Hi Guys,

I hope to have Chapter 20 up either Sunday or Monday. After that, as I previously stated, the chapters may come more spread out, but hopefully not. I have a tentative schedule, but sometimes I'm just too tired to be creative. Anyway, hope you enjoy this chapter! As always, feel free to review and comment.

- Singed

Disclaimer: I don't own Fairy Tail.


Lucy

Swallowing, Lucy turned fully to her bridesmaids, but not before seeing the curious gaze Natsu was sending her.

"What exactly do you wish to discuss, Erza?"

"This morning, while we were showing our beautiful dresses to you, you seemed annoyed and then upset, though you denied both. I am here to clear the air. Were you annoyed and upset with us?" Erza stared her down, silence reigned in the guildhall, or at least their section of it. Natsu had stopped eating, his gaze turning darker as he watched them. For all of his goofiness, he most certainly wasn't stupid and would soon put it together.
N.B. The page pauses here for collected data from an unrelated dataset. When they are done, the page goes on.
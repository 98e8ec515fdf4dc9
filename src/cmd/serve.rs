//! HTTP server command: `studio serve`.

use std::path::{Path, PathBuf};

use anyhow::Result;

use brand_studio::config::StudioConfig;
use brand_studio::studio::server::start_server;
use brand_studio::telemetry;

pub async fn cmd_serve(
    project_dir: &Path,
    verbose: bool,
    host: Option<String>,
    port: Option<u16>,
    db_path: Option<PathBuf>,
    dev: bool,
) -> Result<()> {
    let config = StudioConfig::new(project_dir.to_path_buf())?.with_cli_args(host, port, db_path, dev);
    let _guard = telemetry::init(&config.toml.logging, verbose)?;

    if !config.config_file().exists() {
        tracing::info!(
            path = %config.config_file().display(),
            "no studio.toml found, using defaults (run `studio init` to create one)"
        );
    }
    for warning in config.validate() {
        tracing::warn!(%warning, "configuration warning");
    }

    start_server(&config).await
}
In that case, it would just pay to be honest.

"Yes Erza, I was upset this morning."

Erza nodded, expecting as much. "What exactly is the nature of your complaint?"

Taking a deep breath to even her tone, Lucy began. "I was upset that three of you made changes to the design of the bridesmaid's dresses without consulting me first. I was expecting to see all three of you in the dresses I had arranged for and seeing them so altered was quite the shock."

"I understand that surprises can be shocking, but to allow us to believe that you were angry with us is rather inconsiderate. Those dresses were beautiful on us and you made us doubt that." A shocked silence stretched, and at some point, during the heavy silence, Lucy stood, though she herself wasn't aware of it.

"I'm inconsiderate? Erza, I have been planning this wedding since the moment Natsu proposed, but more importantly, I have been dreaming about my wedding since I was a little girl. In my daydreams, all of my bridesmaids wore the same dress in the same color. I'm sorry that this is not to your liking but it is my wedding. What makes it even worse is that you never even asked me. You just did it! If I had been given some warning or time to think about it, then maybe I would have agreed to it, but no! You only thought of yourself!"

It was only after Lucy had taken a few gathered breaths that she realized she'd been yelling. Yelling at Erza, directly in her face. Lucy's erect shoulders immediately slouched and she took a step back. Her anger spent, she was on the verge of tears and she couldn't let them see her cry.

Erza crossed her arms over her chest and turned her face to the side. "If that is what you think Lucy, then perhaps I should no longer be your bridesmaid, though I can not speak for Mira or Cana."

"Erza," Mira gasped in horror. Even Cana looked angry at Erza's childish behavior. To everyone involved, they could see that Lucy was in the right. Mira and Cana were rightly ashamed of their actions and had assumed Erza would feel the same. She was always one to admit to her faults, except for this instance it seemed.

Before anyone else could speak though, Natsu stole the show. "Hold up there Erza," he barked as he jumped over the table and landed between Lucy and Erza. He was angry and protective and he was, perhaps for the first time ever, not afraid of Erza.

"I don't know what's gotten into you. Quite frankly I don't care. The truth is that you are the one who should do the apologizing, not Lucy. It is our wedding, and I want my bride to be happy. If she says you all have to wear the same dress, then you have to wear the same dress, end of discussion."

"I will not be spoken to in this manner!"

"Too bad, I just did. For once we're in the right and you're in the wrong. I don't care why you're doing this, though I have a feeling it has to do with the fact that you haven't seen Jellal in six months?" Lucy and the others gaped at Natsu. Jellal was a very sore subject for Erza and even though everything Natsu was saying was accurate, bringing him up was a low blow.

Erza worked her jaw back and forth to quell her temper. "If that is how you feel," she hissed between her teeth, "then I will not darken your special day. I'm afraid I must decline your invitation." With that Erza stormed out and Lucy sat hard.

It was ruined, it was all ruined! Erza needed to be there! She was like her big sister, she had been there from almost the beginning and she wasn't going to be at her wedding because of a dress! A dress!

"Luce," Natsu started. She glared up at him, his face worried and he reached down to help her up.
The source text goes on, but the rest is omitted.